*Activity*. Every line from the one bearing "pub(crate) async fn" through the last line of the entries should be printed exactly, with no other output.

---------- Supplied material

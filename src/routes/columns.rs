use axum::routing::get;
use axum::{Json, Router};

use crate::services::schema;
use crate::state::AppState;

#[derive(Debug, Clone, serde::Serialize, utoipa::ToSchema)]
pub struct ColumnInfo {
    pub name: String,
    pub kind: String,
    pub label: String,
    pub outlier_trimmed: bool,
}

#[utoipa::path(
    get,
    path = "/api/columns",
    responses((status = 200, description = "Expected column catalog", body = [ColumnInfo]))
)]
pub(crate) async fn list_columns_handler() -> Json<Vec<ColumnInfo>> {
    let columns = schema::EXPECTED_COLUMNS
        .iter()
        .map(|spec| ColumnInfo {
            name: spec.name.to_string(),
            kind: spec.kind.as_str().to_string(),
            label: spec.label.to_string(),
            outlier_trimmed: spec.trim.is_some(),
        })
        .collect();
    Json(columns)
}

pub fn router() -> Router<AppState> {
    Router::new().route("/columns", get(list_columns_handler))
}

--------------------

*Solution below*.
pub(crate) async fn list_columns_handler() -> Json<Vec<ColumnInfo>> {
    let columns = schema::EXPECTED_COLUMNS
        .iter()
        .map(|spec| ColumnInfo {
            name: spec.name.to_string(),
            kind: spec.kind.as_str().to_string(),
            label: spec.label.to_string(),
            outlier_trimmed: spec.trim.is_some(),
        })
        .collect();
    Json(columns)
}

pub fn router() -> Router<AppState> {
    Router::new().route("/columns", get(list_columns_handler))
}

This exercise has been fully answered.